(Beginning of Information)

//! Batching entity loaders.
//!
//! Each variant answers `load(id)` but may fetch other queued keys of the
//! same entity in the same statement:
//!
//! - `Padded` keeps one loader per pre-built size and pads the smallest
//!   size that fits with the requested id
//! - `Dynamic` renders a statement for exactly the number of live keys
//! - `Legacy` issues the largest pre-built size whose last slot is filled
//! - `None` only ever loads the requested key

use std::sync::Arc;

use hydrate_core::{
    Connection, Cx, Dialect, EntityPersister, EntityRef, Error, Identifier, LoadQueryInfluencers,
    LockOptions, Outcome, Result,
};
use hydrate_query::BatchSize;

use crate::Session;
use crate::batch_size::{generate_batch_sizes, validate_batch_sizes};
use crate::entity_loader::{EntityLoader, QueryParameters};
use crate::factory::{BatchFetchStyle, SessionFactory};
use crate::loader::LoadRequest;

/// Pre-built loaders for a strictly decreasing sequence of batch sizes.
#[derive(Debug)]
pub struct SizedLoaders {
    sizes: Vec<usize>,
    loaders: Vec<EntityLoader>,
}

impl SizedLoaders {
    pub fn sizes(&self) -> &[usize] {
        &self.sizes
    }

    fn max_batch_size(&self) -> usize {
        self.sizes[0]
    }

    /// The size-1 loader at the end of the sequence.
    fn single(&self) -> &EntityLoader {
        &self.loaders[self.loaders.len() - 1]
    }
}

#[derive(Debug)]
pub struct DynamicLoader {
    max_batch_size: usize,
    single: EntityLoader,
    dynamic: EntityLoader,
}

impl DynamicLoader {
    pub fn max_batch_size(&self) -> usize {
        self.max_batch_size
    }

    /// Loader whose restriction is expanded to the key count per call.
    pub fn dynamic(&self) -> &EntityLoader {
        &self.dynamic
    }
}

/// What one `build` call needs to render templates.
pub struct LoaderSpec<'a> {
    pub factory: &'a SessionFactory,
    pub persister: &'a EntityPersister,
    pub dialect: Dialect,
    pub lock_options: LockOptions,
    pub influencers: &'a LoadQueryInfluencers,
}

impl LoaderSpec<'_> {
    fn loader(&self, batch_size: BatchSize) -> Result<EntityLoader> {
        let restriction: Vec<String> = self
            .persister
            .identifier_columns()
            .into_iter()
            .map(str::to_string)
            .collect();
        let template = self.factory.build_template(
            self.persister,
            &restriction,
            batch_size,
            self.dialect,
            self.lock_options,
            self.influencers,
        )?;
        Ok(EntityLoader::new(
            template,
            self.factory.settings().statement_cache_size,
        ))
    }

    fn sized(&self, max_batch_size: usize) -> Result<SizedLoaders> {
        let sizes = generate_batch_sizes(max_batch_size);
        validate_batch_sizes(self.persister.entity_name(), max_batch_size, &sizes)?;
        let loaders = sizes
            .iter()
            .map(|&size| self.loader(BatchSize::Fixed(size)))
            .collect::<Result<Vec<_>>>()?;
        Ok(SizedLoaders { sizes, loaders })
    }
}

/// Loader for one entity, chosen by the factory's batch fetch style.
#[derive(Debug)]
pub enum BatchingEntityLoader {
    None(EntityLoader),
    Padded(SizedLoaders),
    Dynamic(DynamicLoader),
    Legacy(SizedLoaders),
}

impl BatchingEntityLoader {
    /// Build the loader family for `spec.persister`.
    ///
    /// Entities with an effective batch size of 1 always get `None`.
    #[tracing::instrument(level = "debug", skip_all, fields(entity = %spec.persister.entity_name(), ?style))]
    pub fn build(style: BatchFetchStyle, spec: &LoaderSpec<'_>) -> Result<Self> {
        let max_batch_size = spec.factory.settings().batch_size_for(spec.persister);
        if max_batch_size <= 1 {
            return Ok(BatchingEntityLoader::None(spec.loader(BatchSize::Fixed(1))?));
        }
        Ok(match style {
            BatchFetchStyle::Padded => BatchingEntityLoader::Padded(spec.sized(max_batch_size)?),
            BatchFetchStyle::Legacy => BatchingEntityLoader::Legacy(spec.sized(max_batch_size)?),
            BatchFetchStyle::Dynamic => BatchingEntityLoader::Dynamic(DynamicLoader {
                max_batch_size,
                single: spec.loader(BatchSize::Fixed(1))?,
                dynamic: spec.loader(BatchSize::Dynamic)?,
            }),
        })
    }

    /// Build from an explicit size sequence instead of the generated one.
    pub fn padded_with_sizes(spec: &LoaderSpec<'_>, sizes: Vec<usize>) -> Result<Self> {
        let max_batch_size = spec.factory.settings().batch_size_for(spec.persister);
        validate_batch_sizes(spec.persister.entity_name(), max_batch_size, &sizes)?;
        let loaders = sizes
            .iter()
            .map(|&size| spec.loader(BatchSize::Fixed(size)))
            .collect::<Result<Vec<_>>>()?;
        Ok(BatchingEntityLoader::Padded(SizedLoaders { sizes, loaders }))
    }

    pub fn style(&self) -> Option<BatchFetchStyle> {
        match self {
            BatchingEntityLoader::None(_) => None,
            BatchingEntityLoader::Padded(_) => Some(BatchFetchStyle::Padded),
            BatchingEntityLoader::Dynamic(_) => Some(BatchFetchStyle::Dynamic),
            BatchingEntityLoader::Legacy(_) => Some(BatchFetchStyle::Legacy),
        }
    }

    /// Load `request.identifier`, together with queued siblings when the
    /// variant batches.
    #[tracing::instrument(level = "debug", skip_all, fields(entity = %persister.entity_name(), id = %request.identifier))]
    pub async fn load<C: Connection>(
        &self,
        cx: &Cx,
        session: &mut Session<C>,
        persister: &EntityPersister,
        request: &LoadRequest,
    ) -> Outcome<Option<EntityRef>, Error> {
        match self {
            BatchingEntityLoader::None(single) => {
                single
                    .load(cx, session, persister, parameters(request, vec![request.identifier.clone()]))
                    .await
            }
            BatchingEntityLoader::Padded(sized) => {
                let live = queued_batch(session, persister, &request.identifier, sized.max_batch_size());
                if live.len() <= 1 {
                    return load_single(cx, session, sized.single(), persister, request).await;
                }
                // Smallest pre-built size that holds every live key.
                let index = sized
                    .sizes
                    .iter()
                    .rposition(|&size| size >= live.len())
                    .unwrap_or(0);
                let size = sized.sizes[index];
                let mut ids = live.clone();
                ids.resize(size, request.identifier.clone());
                tracing::debug!(size, live = live.len(), padding = size - live.len(), "padded batch");
                let results = try_outcome!(
                    sized.loaders[index]
                        .load_batch(cx, session, persister, parameters(request, ids))
                        .await
                );
                forget_missing(session, persister, &live, &results);
                Outcome::Ok(get_object_from_list(&results, &request.identifier, persister))
            }
            BatchingEntityLoader::Dynamic(dynamic) => {
                let cap = session
                    .connection
                    .dialect()
                    .batch_load_sizing_strategy()
                    .determine_optimal_batch_load_size(persister.identifier_span(), dynamic.max_batch_size);
                let live = queued_batch(session, persister, &request.identifier, cap);
                if live.len() <= 1 {
                    return load_single(cx, session, &dynamic.single, persister, request).await;
                }
                tracing::debug!(size = live.len(), "dynamic batch");
                let results = try_outcome!(
                    dynamic
                        .dynamic
                        .load_batch(cx, session, persister, parameters(request, live.clone()))
                        .await
                );
                forget_missing(session, persister, &live, &results);
                Outcome::Ok(get_object_from_list(&results, &request.identifier, persister))
            }
            BatchingEntityLoader::Legacy(sized) => {
                let batch = session.context.batch_fetch_queue().entity_batch(
                    persister,
                    &request.identifier,
                    sized.max_batch_size(),
                    |key| is_cached(session, persister, key.identifier()),
                );
                let last = sized.sizes.len() - 1;
                for (index, &size) in sized.sizes[..last].iter().enumerate() {
                    if batch.get(size - 1).is_some_and(Option::is_some) {
                        let ids: Vec<Identifier> = batch[..size].iter().flatten().cloned().collect();
                        tracing::debug!(size, "legacy batch");
                        let results = try_outcome!(
                            sized.loaders[index]
                                .load_batch(cx, session, persister, parameters(request, ids))
                                .await
                        );
                        return Outcome::Ok(get_object_from_list(
                            &results,
                            &request.identifier,
                            persister,
                        ));
                    }
                }
                sized
                    .single()
                    .load(cx, session, persister, parameters(request, vec![request.identifier.clone()]))
                    .await
            }
        }
    }
}

/// The result whose identifier equals `id` under the entity's identifier
/// equality.
pub fn get_object_from_list(
    results: &[EntityRef],
    id: &Identifier,
    persister: &EntityPersister,
) -> Option<EntityRef> {
    results
        .iter()
        .find(|e| persister.identifier_type().is_equal(e.identifier(), id))
        .cloned()
}

fn parameters(request: &LoadRequest, ids: Vec<Identifier>) -> QueryParameters {
    QueryParameters::new(ids)
        .optional_object(
            request.instance_to_load.clone(),
            request
                .instance_to_load
                .as_ref()
                .map(|_| request.identifier.clone()),
        )
        .lock_options(request.lock_options)
        .read_only(request.read_only)
}

/// Single-key load that drops the key from the batch queue when no row
/// exists.
async fn load_single<C: Connection>(
    cx: &Cx,
    session: &mut Session<C>,
    loader: &EntityLoader,
    persister: &EntityPersister,
    request: &LoadRequest,
) -> Outcome<Option<EntityRef>, Error> {
    let found = try_outcome!(
        loader
            .load(cx, session, persister, parameters(request, vec![request.identifier.clone()]))
            .await
    );
    if found.is_none() {
        let key = persister.entity_key(request.identifier.clone());
        session
            .context
            .batch_fetch_queue_mut()
            .remove_batch_loadable_entity_key(&key);
    }
    Outcome::Ok(found)
}

/// Live keys of the batch for `id`, requested id first.
fn queued_batch<C: Connection>(
    session: &Session<C>,
    persister: &EntityPersister,
    id: &Identifier,
    size: usize,
) -> Vec<Identifier> {
    session
        .context
        .batch_fetch_queue()
        .entity_batch(persister, id, size, |key| {
            is_cached(session, persister, key.identifier())
        })
        .into_iter()
        .flatten()
        .collect()
}

/// Is `id` present in the entity's cache region (when the session reads it)?
fn is_cached<C: Connection>(session: &Session<C>, persister: &EntityPersister, id: &Identifier) -> bool {
    if !session.config.cache_mode.is_get_enabled() {
        return false;
    }
    session.factory.cache_access(persister).is_some_and(|access| {
        access.contains(&access.generate_cache_key(id, persister, session.config.tenant.as_deref()))
    })
}

/// Drop keys the batch asked for but the database did not return.
fn forget_missing<C: Connection>(
    session: &mut Session<C>,
    persister: &EntityPersister,
    requested: &[Identifier],
    results: &[EntityRef],
) {
    for id in requested {
        if get_object_from_list(results, id, persister).is_none() {
            let key = persister.entity_key(id.clone());
            if session
                .context
                .batch_fetch_queue_mut()
                .remove_batch_loadable_entity_key(&key)
            {
                tracing::debug!(%key, "batch key not found");
            }
        }
    }
}

/// Shared handle stored by the loader registry.
pub(crate) type SharedBatchingLoader = Arc<BatchingEntityLoader>;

(End of Information)

Your instructions ->
Using the records, report how many lines contain the word "factory", adding no other text.

Task solution ->
8